Final countdown

31 Dec

The year has come to an end and it’s time to reflect. Last years overly hyped fear of Dec 21 was brought on from all media angles, but we hope that motivated some of us to move further along in their career or chosen path further than they normally would.


New Years Eve festivities and countdown traditions vary from different parts of the country. Way, way back in the days of old (the 80s) wed listen to the radio, assuming they had the most accurate time keeping devices somehow?

What about Dick Clarks Rockin New Years Eve? That’s a true long-standing American tradition, since the early 70s thats now been passed along to Ryan Seacrest. Not that we have anything against Ryan Seacrest, but he gets enough air time as it is #JustSayin

Never having bought into superstitions, my family would indulge in every superstition we ever heard of during new years eve. There was one about making sure you wear red underwear to take in the New Year, so you’d be lucky in love. Leaving your luggage by the door during the final hour was also supposed to make the coming year one where you traveled more. Looking back, I was the only one in my family that actually did this and as it turned out years later, Id be traveling the touring the country for a few years in different bands and in a bit of irony, I constantly leave my luggage by the entrance when getting back from the road. So who knows if those childhood NYE rituals paid off?


Another one that sticks out is eating 12 grapes, during the final 12 second countdown. So there wed all be, shoving grapes in our mouths as fast as possible, laughing at each other with juices dripping down our chins and over our nice evening wear. But by far the best known NYE celebration is the ball dropping in New York. We’ve all watched it at one point or another and wondered how much fun the people down there are having. Mostly texting and Facetime or Skype is whats happening. Social Media has allowed those lucky enough to be there, to reach out and share those experiences with us that are celebrating in different parts of the country. Instagram is gonna go nuts! But how is a giant, light filled ball related to the end of a calendar year? The use of a dropping ball to mark time dates to approximately 1833, when the British Royal Observatory (visible to all ships in the harbor) would drop a lighted ball every day at 1:00 PM. This would allow Captains to synchronize their timepieces. The Times Square ball drop began in 1907, when the use of fireworks within the city of New York was banned. The dropping of the ball also symbolizes the dropping of the sun down to the end of the southern cross of the zodiac, better known as the beginning of the Winter Solstice.

All of us at WeShareMedia will be partaking in some sort of combination of these festivities with our loved ones.

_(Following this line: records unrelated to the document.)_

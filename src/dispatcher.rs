//! Interprets a parsed command against a `QueueRegistry` and produces a
//! reply. One `CommandDispatcher` is created per connection; its reusable
//! output buffer lives for the life of the connection rather than being
//! allocated per command.

use std::time::Duration;

use crate::error::MqError;
use crate::metrics::OpCounter;
use crate::registry::QueueRegistry;
use crate::resp::Reply;
use crate::ring_buffer::MAX_ELEMENT;

/// Signals the connection loop what to do after a command is handled.
pub enum Action {
    Reply(Reply),
    Close(Reply),
}

fn reply(r: Reply) -> Action {
    Action::Reply(r)
}

pub struct CommandDispatcher<'a> {
    registry: &'a QueueRegistry,
    metrics: &'a OpCounter,
    /// Sized once to `MAX_ELEMENT` and reused across every `Get`/`BRPOP`
    /// call on this connection instead of allocating per command.
    scratch: Vec<u8>,
}

impl<'a> CommandDispatcher<'a> {
    pub fn new(registry: &'a QueueRegistry, metrics: &'a OpCounter) -> Self {
        Self {
            registry,
            metrics,
            scratch: vec![0u8; MAX_ELEMENT],
        }
    }

    pub async fn dispatch(&mut self, args: Vec<Vec<u8>>) -> Action {
        let Some(verb) = args.first() else {
            return reply(Reply::Error("ERR empty command".to_string()));
        };
        let verb = String::from_utf8_lossy(verb).to_ascii_uppercase();
        self.metrics.record();

        match verb.as_str() {
            "PING" => reply(Reply::SimpleString("PONG".to_string())),
            "QUIT" => Action::Close(Reply::ok()),
            "ECHO" => match args.get(1) {
                Some(msg) => reply(Reply::Bulk(Some(msg.clone()))),
                None => reply(wrong_args("ECHO")),
            },
            "INFO" => reply(Reply::Bulk(Some(self.info_text().into_bytes()))),
            "KEYS" => {
                let mut names = self.registry.queues();
                names.sort();
                reply(Reply::Array(names.into_iter().map(String::into_bytes).collect()))
            }
            "LLEN" => match args.get(1) {
                Some(name) => reply(self.llen(name)),
                None => reply(wrong_args("LLEN")),
            },
            "LPUSH" => match (args.get(1), args.get(2)) {
                (Some(name), Some(payload)) => reply(self.lpush(name, payload)),
                _ => reply(wrong_args("LPUSH")),
            },
            "RPOP" => match args.get(1) {
                Some(name) => reply(self.rpop(name)),
                None => reply(wrong_args("RPOP")),
            },
            "DEL" => match args.get(1) {
                Some(name) => reply(self.del(name)),
                None => reply(wrong_args("DEL")),
            },
            "BRPOP" => match (args.get(1), args.get(2)) {
                (Some(name), Some(timeout)) => reply(self.brpop(name, timeout).await),
                _ => reply(wrong_args("BRPOP")),
            },
            other => reply(Reply::Error(format!("ERR unsupported command '{other}'"))),
        }
    }

    fn info_text(&self) -> String {
        format!(
            "mqueued\r\nqueues:{}\r\nops_per_sec:{}\r\n",
            self.registry.queues().len(),
            self.metrics.last_rate()
        )
    }

    fn queue_name(name: &[u8]) -> Result<&str, Reply> {
        std::str::from_utf8(name).map_err(|_| Reply::Error("ERR invalid queue name".to_string()))
    }

    fn llen(&self, name: &[u8]) -> Reply {
        let name = match Self::queue_name(name) {
            Ok(n) => n,
            Err(e) => return e,
        };
        match self.registry.get_or_create(name) {
            Ok(q) => Reply::Integer(q.len() as i64),
            Err(e) => err_reply(e),
        }
    }

    fn lpush(&self, name: &[u8], payload: &[u8]) -> Reply {
        let name = match Self::queue_name(name) {
            Ok(n) => n,
            Err(e) => return e,
        };
        match self.registry.get_or_create(name) {
            Ok(q) => match q.put(payload) {
                Ok(()) => Reply::Integer(q.len() as i64),
                Err(e) => err_reply(e),
            },
            Err(e) => err_reply(e),
        }
    }

    fn rpop(&mut self, name: &[u8]) -> Reply {
        let name = match Self::queue_name(name) {
            Ok(n) => n,
            Err(e) => return e,
        };
        let q = match self.registry.get_or_create(name) {
            Ok(q) => q,
            Err(e) => return err_reply(e),
        };
        match q.get(&mut self.scratch) {
            Ok(n) => Reply::Bulk(Some(self.scratch[..n].to_vec())),
            Err(MqError::Empty) => Reply::nil(),
            Err(e) => err_reply(e),
        }
    }

    fn del(&self, name: &[u8]) -> Reply {
        let name = match Self::queue_name(name) {
            Ok(n) => n,
            Err(e) => return e,
        };
        match self.registry.delete(name) {
            Ok(()) => Reply::ok(),
            Err(e) => err_reply(e),
        }
    }

    /// Non-blocking `RPOP` first; on empty, parks as a waiter and races the
    /// hand-off against `timeout` seconds (0 means "try once, don't wait").
    async fn brpop(&mut self, name: &[u8], timeout: &[u8]) -> Reply {
        let name = match Self::queue_name(name) {
            Ok(n) => n,
            Err(e) => return e,
        };
        let timeout_secs: f64 = match std::str::from_utf8(timeout).ok().and_then(|s| s.parse().ok()) {
            Some(t) => t,
            None => return Reply::Error("ERR timeout is not a valid number".to_string()),
        };

        let q = match self.registry.get_or_create(name) {
            Ok(q) => q,
            Err(e) => return err_reply(e),
        };

        let (result, waiter) = q.get_or_park(&mut self.scratch);
        match result {
            Ok(n) => return Reply::Bulk(Some(self.scratch[..n].to_vec())),
            Err(e) if !e.is_empty() => return err_reply(e),
            Err(_) => {}
        }

        let Some(mut rx) = waiter else {
            return Reply::nil();
        };

        if timeout_secs <= 0.0 {
            return match rx.try_recv() {
                Ok(payload) => Reply::Bulk(Some(payload)),
                Err(_) => Reply::nil(),
            };
        }

        match tokio::time::timeout(Duration::from_secs_f64(timeout_secs), rx).await {
            Ok(Ok(payload)) => Reply::Bulk(Some(payload)),
            Ok(Err(_)) | Err(_) => Reply::nil(),
        }
    }
}

fn wrong_args(cmd: &str) -> Reply {
    Reply::Error(format!("ERR wrong number of arguments for '{cmd}'"))
}

fn err_reply(e: MqError) -> Reply {
    Reply::Error(format!("ERR {e}"))
}

#[cfg(test)]
mod tests {
    use super::*;
    use crate::registry::RegistryDefaults;
    use tempfile::tempdir;

    fn dispatcher_env(dir: &std::path::Path) -> (QueueRegistry, OpCounter) {
        (
            QueueRegistry::new(RegistryDefaults {
                data_dir: dir.to_path_buf(),
                file_block_unit: 4096,
                cache_size: 512,
            }),
            OpCounter::new(),
        )
    }

    fn bulk(s: &str) -> Vec<u8> {
        s.as_bytes().to_vec()
    }

    fn reply_of(action: Action) -> Reply {
        match action {
            Action::Reply(r) => r,
            Action::Close(r) => r,
        }
    }

    #[tokio::test]
    async fn ping_pong() {
        let dir = tempdir().unwrap();
        let (reg, metrics) = dispatcher_env(dir.path());
        let mut d = CommandDispatcher::new(&reg, &metrics);
        let r = reply_of(d.dispatch(vec![bulk("PING")]).await);
        assert!(matches!(r, Reply::SimpleString(s) if s == "PONG"));
    }

    #[tokio::test]
    async fn lpush_then_rpop_round_trips() {
        let dir = tempdir().unwrap();
        let (reg, metrics) = dispatcher_env(dir.path());
        let mut d = CommandDispatcher::new(&reg, &metrics);

        let r = reply_of(d.dispatch(vec![bulk("LPUSH"), bulk("q1"), bulk("hello")]).await);
        assert!(matches!(r, Reply::Integer(1)));

        let r = reply_of(d.dispatch(vec![bulk("RPOP"), bulk("q1")]).await);
        assert!(matches!(r, Reply::Bulk(Some(v)) if v == b"hello"));

        let r = reply_of(d.dispatch(vec![bulk("RPOP"), bulk("q1")]).await);
        assert!(matches!(r, Reply::Bulk(None)));
    }

    #[tokio::test]
    async fn brpop_times_out_on_empty_queue() {
        let dir = tempdir().unwrap();
        let (reg, metrics) = dispatcher_env(dir.path());
        let mut d = CommandDispatcher::new(&reg, &metrics);
        let r = reply_of(d.dispatch(vec![bulk("BRPOP"), bulk("q1"), bulk("0")]).await);
        assert!(matches!(r, Reply::Bulk(None)));
    }

    #[tokio::test]
    async fn brpop_receives_a_concurrent_push() {
        let dir = tempdir().unwrap();
        let (reg, metrics) = dispatcher_env(dir.path());
        let mut d = CommandDispatcher::new(&reg, &metrics);

        let q = reg.get_or_create("q1").unwrap();
        let producer = tokio::spawn(async move {
            tokio::time::sleep(Duration::from_millis(20)).await;
            q.put(b"late").unwrap();
        });

        let r = reply_of(d.dispatch(vec![bulk("BRPOP"), bulk("q1"), bulk("1")]).await);
        producer.await.unwrap();
        assert!(matches!(r, Reply::Bulk(Some(v)) if v == b"late"));
    }

    #[tokio::test]
    async fn unknown_command_is_an_error() {
        let dir = tempdir().unwrap();
        let (reg, metrics) = dispatcher_env(dir.path());
        let mut d = CommandDispatcher::new(&reg, &metrics);
        let r = reply_of(d.dispatch(vec![bulk("FROBNICATE")]).await);
        assert!(matches!(r, Reply::Error(_)));
    }

    #[tokio::test]
    async fn keys_lists_created_queues_sorted() {
        let dir = tempdir().unwrap();
        let (reg, metrics) = dispatcher_env(dir.path());
        let mut d = CommandDispatcher::new(&reg, &metrics);
        d.dispatch(vec![bulk("LPUSH"), bulk("beta"), bulk("x")]).await;
        d.dispatch(vec![bulk("LPUSH"), bulk("alpha"), bulk("x")]).await;
        let r = reply_of(d.dispatch(vec![bulk("KEYS")]).await);
        assert!(matches!(r, Reply::Array(v) if v == vec![b"alpha".to_vec(), b"beta".to_vec()]));
    }
}
//! A minimal RESP2 codec: just enough of the wire protocol for the verbs
//! `dispatcher` implements, built the idiomatic-tokio way
//! (`tokio_util::codec`) rather than hand-rolled buffering over a raw
//! socket.

use bytes::{Buf, BufMut, BytesMut};
use std::io;
use tokio_util::codec::{Decoder, Encoder};

/// One parsed command: the verb and its arguments, still raw bytes —
/// `dispatcher` is responsible for interpreting them.
pub type Command = Vec<Vec<u8>>;

/// A reply the dispatcher hands back to the codec for encoding: the five
/// RESP reply kinds a command handler ever needs to produce.
#[derive(Debug, Clone)]
pub enum Reply {
    SimpleString(String),
    Error(String),
    Integer(i64),
    Bulk(Option<Vec<u8>>),
    Array(Vec<Vec<u8>>),
}

impl Reply {
    pub fn ok() -> Self {
        Reply::SimpleString("OK".to_string())
    }

    pub fn nil() -> Self {
        Reply::Bulk(None)
    }
}

#[derive(Default)]
pub struct RespCodec;

impl Decoder for RespCodec {
    type Item = Command;
    type Error = io::Error;

    fn decode(&mut self, src: &mut BytesMut) -> io::Result<Option<Command>> {
        if src.is_empty() {
            return Ok(None);
        }

        if src[0] == b'*' {
            decode_array(src)
        } else {
            decode_inline(src)
        }
    }
}

/// `*<n>\r\n$<len>\r\n<bytes>\r\n` repeated `n` times — the framing every
/// real RESP client (redis-cli, hiredis, go-redisproto) sends for commands.
fn decode_array(src: &mut BytesMut) -> io::Result<Option<Command>> {
    let Some(header_end) = find_crlf(src, 0) else {
        return Ok(None);
    };
    let count: i64 = parse_prefixed_int(&src[1..header_end], '*')?;
    if count < 0 {
        src.advance(header_end + 2);
        return Ok(Some(Vec::new()));
    }

    let mut cursor = header_end + 2;
    let mut args = Vec::with_capacity(count as usize);

    for _ in 0..count {
        if cursor >= src.len() || src[cursor] != b'$' {
            let Some(_) = find_crlf(src, cursor) else {
                return Ok(None);
            };
            return Err(protocol_error("expected bulk string ('$')"));
        }
        let Some(len_end) = find_crlf(src, cursor) else {
            return Ok(None);
        };
        let len: i64 = parse_prefixed_int(&src[cursor + 1..len_end], '$')?;
        if len < 0 {
            return Err(protocol_error("negative bulk length"));
        }
        let len = len as usize;
        let data_start = len_end + 2;
        let data_end = data_start + len;
        if src.len() < data_end + 2 {
            return Ok(None);
        }
        args.push(src[data_start..data_end].to_vec());
        cursor = data_end + 2;
    }

    src.advance(cursor);
    Ok(Some(args))
}

/// A bare line of space-separated tokens, for clients (and health checks)
/// that don't speak full RESP arrays — the same affordance real Redis
/// offers alongside its binary protocol.
fn decode_inline(src: &mut BytesMut) -> io::Result<Option<Command>> {
    let Some(line_end) = find_lf(src, 0) else {
        if src.len() > 64 * 1024 {
            return Err(protocol_error("inline command too long"));
        }
        return Ok(None);
    };

    let line_bytes_end = if line_end > 0 && src[line_end - 1] == b'\r' {
        line_end - 1
    } else {
        line_end
    };
    let line = src[..line_bytes_end].to_vec();
    src.advance(line_end + 1);

    let args = line
        .split(|b| *b == b' ')
        .filter(|tok| !tok.is_empty())
        .map(|tok| tok.to_vec())
        .collect();
    Ok(Some(args))
}

fn find_crlf(src: &BytesMut, from: usize) -> Option<usize> {
    (from..src.len().saturating_sub(1)).find(|&i| src[i] == b'\r' && src[i + 1] == b'\n')
}

fn find_lf(src: &BytesMut, from: usize) -> Option<usize> {
    (from..src.len()).find(|&i| src[i] == b'\n')
}

fn parse_prefixed_int(bytes: &[u8], prefix: char) -> io::Result<i64> {
    std::str::from_utf8(bytes)
        .ok()
        .and_then(|s| s.parse::<i64>().ok())
        .ok_or_else(|| protocol_error(&format!("invalid integer after '{prefix}'")))
}

fn protocol_error(msg: &str) -> io::Error {
    io::Error::new(io::ErrorKind::InvalidData, msg.to_string())
}

impl Encoder<Reply> for RespCodec {
    type Error = io::Error;

    fn encode(&mut self, reply: Reply, dst: &mut BytesMut) -> io::Result<()> {
        match reply {
            Reply::SimpleString(s) => {
                dst.put_u8(b'+');
                dst.put_slice(s.as_bytes());
                dst.put_slice(b"\r\n");
            }
            Reply::Error(s) => {
                dst.put_u8(b'-');
                dst.put_slice(s.as_bytes());
                dst.put_slice(b"\r\n");
            }
            Reply::Integer(n) => {
                dst.put_u8(b':');
                dst.put_slice(n.to_string().as_bytes());
                dst.put_slice(b"\r\n");
            }
            Reply::Bulk(None) => dst.put_slice(b"$-1\r\n"),
            Reply::Bulk(Some(data)) => {
                dst.put_u8(b'$');
                dst.put_slice(data.len().to_string().as_bytes());
                dst.put_slice(b"\r\n");
                dst.put_slice(&data);
                dst.put_slice(b"\r\n");
            }
            Reply::Array(items) => {
                dst.put_u8(b'*');
                dst.put_slice(items.len().to_string().as_bytes());
                dst.put_slice(b"\r\n");
                for item in items {
                    dst.put_u8(b'$');
                    dst.put_slice(item.len().to_string().as_bytes());
                    dst.put_slice(b"\r\n");
                    dst.put_slice(&item);
                    dst.put_slice(b"\r\n");
                }
            }
        }
        Ok(())
    }
}

#[cfg(test)]
mod tests {
    use super::*;

    #[test]
    fn decodes_a_standard_array_command() {
        let mut buf = BytesMut::from(&b"*3\r\n$5\r\nLPUSH\r\n$2\r\nq1\r\n$5\r\nhello\r\n"[..]);
        let mut codec = RespCodec;
        let cmd = codec.decode(&mut buf).unwrap().unwrap();
        assert_eq!(cmd, vec![b"LPUSH".to_vec(), b"q1".to_vec(), b"hello".to_vec()]);
        assert!(buf.is_empty());
    }

    #[test]
    fn returns_none_on_partial_frame() {
        let mut buf = BytesMut::from(&b"*2\r\n$4\r\nPING"[..]);
        let mut codec = RespCodec;
        assert!(codec.decode(&mut buf).unwrap().is_none());
    }

    #[test]
    fn decodes_inline_commands() {
        let mut buf = BytesMut::from(&b"PING\r\n"[..]);
        let mut codec = RespCodec;
        let cmd = codec.decode(&mut buf).unwrap().unwrap();
        assert_eq!(cmd, vec![b"PING".to_vec()]);
    }

    #[test]
    fn encodes_every_reply_kind() {
        let mut codec = RespCodec;
        let mut buf = BytesMut::new();

        codec.encode(Reply::SimpleString("PONG".into()), &mut buf).unwrap();
        assert_eq!(&buf[..], b"+PONG\r\n");

        buf.clear();
        codec.encode(Reply::Integer(42), &mut buf).unwrap();
        assert_eq!(&buf[..], b":42\r\n");

        buf.clear();
        codec.encode(Reply::Bulk(Some(b"hi".to_vec())), &mut buf).unwrap();
        assert_eq!(&buf[..], b"$2\r\nhi\r\n");

        buf.clear();
        codec.encode(Reply::nil(), &mut buf).unwrap();
        assert_eq!(&buf[..], b"$-1\r\n");

        buf.clear();
        codec.encode(Reply::Error("bad".into()), &mut buf).unwrap();
        assert_eq!(&buf[..], b"-bad\r\n");

        buf.clear();
        codec
            .encode(Reply::Array(vec![b"a".to_vec(), b"bb".to_vec()]), &mut buf)
            .unwrap();
        assert_eq!(&buf[..], b"*2\r\n$1\r\na\r\n$2\r\nbb\r\n");
    }
}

Share these joyous moments with us and use these wonderful social media outlets to take a sneak peek at what others are doing around the globe. Start a Google+ hangout or upload lots of videos to your Facebook. Remember to have a designated driver or taxi company phone number saved/app in your phone. Keep your pets nearby as the loud noises will frighten them and tell us what superstitions you’ll be playing into or even making some up of your own. May the coming year continue to be fruitful in any of your ventures. Lets keep the positive vibes moving and multiplying. Have the happiest New Year!